2025-06-20 東京科学大学
図1. 大規模グラフにおけるリアルタイムGNN処理の課題
<関連情報>
- https://www.isct.ac.jp/ja/news/vun1gptyhhql
- https://www.isct.ac.jp/plugins/cms/component_download_file.php?type=2&pageId=&contentsId=1&contentsDataId=1767&prevId=&key=cd07b4a729fcce478b446f7b02fe524c.pdf
- https://dl.acm.org/doi/10.1145/3695053.3731115
BingoGCN: 細粒度パーティショニングとSLTによるスケーラブルで効率的なGNNアクセラレーションに向けて BingoGCN: Towards Scalable and Efficient GNN Acceleration with Fine-Grained Partitioning and SLT
Jiale Yan, Hiroaki Ito, Yuta Nagahara, Kazushi Kawamura, Masato Motomura, Thiem Van Chu, Daichi Fujiki
ISCA ’25: Proceedings of the 52nd Annual International Symposium on Computer Architecture Published: 20 June 2025
DOI:https://doi.org/10.1145/3695053.3731115
Abstract
Graph Neural Networks (GNNs) are increasingly popular due to their wide applicability to tasks requiring the understanding of unstructured graph data, such as those in social network analysis and autonomous driving.
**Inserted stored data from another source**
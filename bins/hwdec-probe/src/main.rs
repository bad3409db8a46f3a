//! hwdec-probe - H.264 码流探测工具
//!
//! 列出码流中的每个 NAL 单元, 以及每个访问单元提交给硬件时的切片布局.

use std::path::PathBuf;

use anyhow::{Context, Result, ensure};
use clap::Parser;

mod analyze;

use analyze::{AccessUnitInfo, NalInfo, ProbeReport, probe};

/// H.264 码流探测工具
#[derive(Parser, Debug)]
#[command(name = "hwdec-probe", version, about = "H.264 码流 NAL 与硬件切片布局探测工具")]
struct Cli {
    /// 输入文件路径 (H.264 基本流)
    input: PathBuf,

    /// NAL 长度前缀字节数, 0 表示 Annex B 起始码
    #[arg(long, default_value_t = 0)]
    length_size: usize,

    /// 切片控制记录容量
    #[arg(long, default_value_t = 16)]
    max_slices: usize,

    /// 输出 JSON 格式
    #[arg(long)]
    json: bool,
}

fn main() -> Result<()> {
    env_logger::init();
    let cli = Cli::parse();
    ensure!(cli.length_size <= 4, "--length-size 只能为 0-4, 实际为 {}", cli.length_size);
    ensure!(cli.max_slices > 0, "--max-slices 必须大于 0");

    let data = std::fs::read(&cli.input)
        .with_context(|| format!("无法读取文件 '{}'", cli.input.display()))?;
    let report = probe(&data, cli.length_size, cli.max_slices);

    if cli.json {
        let json = serde_json::to_string_pretty(&report).context("序列化探测结果失败")?;
        println!("{json}");
    } else {
        eprintln!(
            "hwdec-probe 版本 {} -- 输入文件: {}",
            env!("CARGO_PKG_VERSION"),
            cli.input.display()
        );
        print_report_text(&report);
    }
    Ok(())
}

fn print_report_text(report: &ProbeReport) {
    print_nal_units_text(&report.nal_units);
    for au in &report.access_units {
        print_access_unit_text(au);
    }
    println!(
        "共 {} 个 NAL 单元, {} 个访问单元",
        report.nal_units.len(),
        report.access_units.len()
    );
}

/// 文本输出: NAL 列表
fn print_nal_units_text(nals: &[NalInfo]) {
    println!("[NAL]");
    println!("  {:>10}  {:<12} {:>7}  {:>8}", "偏移", "类型", "ref_idc", "大小");
    for nal in nals {
        println!(
            "  {:>10}  {:<12} {:>7}  {:>8}",
            nal.offset,
            format!("{}({})", nal.name, nal.nal_type),
            nal.ref_idc,
            nal.size
        );
    }
    println!("[/NAL]");
    println!();
}

/// 文本输出: 一个访问单元的切片布局
fn print_access_unit_text(au: &AccessUnitInfo) {
    println!("[ACCESS UNIT #{}]", au.index);
    println!("  偏移         : {}", au.offset);
    println!("  大小         : {} 字节, {} 个 NAL", au.size, au.nal_count);
    if let Some(error) = &au.error {
        println!("  跳过         : {error}");
    }
    if let Some(padded) = au.padded_len {
        println!("  码流缓冲区   : {padded} 字节");
    }
    for (i, slice) in au.slices.iter().enumerate() {
        let first_mb = slice.first_mb.map_or("?".to_string(), |v| v.to_string());
        let num_mbs = slice.num_mbs.map_or("?".to_string(), |v| v.to_string());
        println!(
            "  切片 {i:<2}      : location={} bytes={} first_mb={first_mb} mbs={num_mbs}{}",
            slice.location,
            slice.length,
            if slice.idr { " IDR" } else { "" }
        );
    }
    println!("[/ACCESS UNIT]");
    println!();
}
However, real-time, large-scale GNN inference faces challenges due to the large size of node features and adjacency matrices, leading to memory communication and buffer size overheads caused by irregular memory access patterns. While graph partitioning can help with localized access patterns and reduction in on-chip buffer size, fine-grained partitioning results in increased inter-partition edges and off-chip memory accesses, negatively impacting overall performance.
To overcome these limitations, we propose BingoGCN, a scalable GNN acceleration framework that introduces multidimensional dynamic feature summarization called Cross-Partition Message Quantization (CMQ) for inter-partition message passing. This eliminates irregular off-chip memory access without additional training and accuracy loss, even with fine-grained partitioning. By shifting the bottleneck from memory to computation, BingoGCN allows for further performance optimization through the Strong Lottery Ticket (SLT) theory using randomly generated weights. BingoGCN addresses the challenge of SLT’s unstructured sparsity in hardware acceleration with a novel training algorithm and random weight generator designs, enabling fine-grained (FG) sparsity and improved load balancing. We integrated CMQ and FG-SLT into the message-passing of GNNs and designed an efficient hardware architecture to support this flow. Our FPGA-based implementation achieves a significant reduction in memory accesses while preserving accuracy comparable to the original models.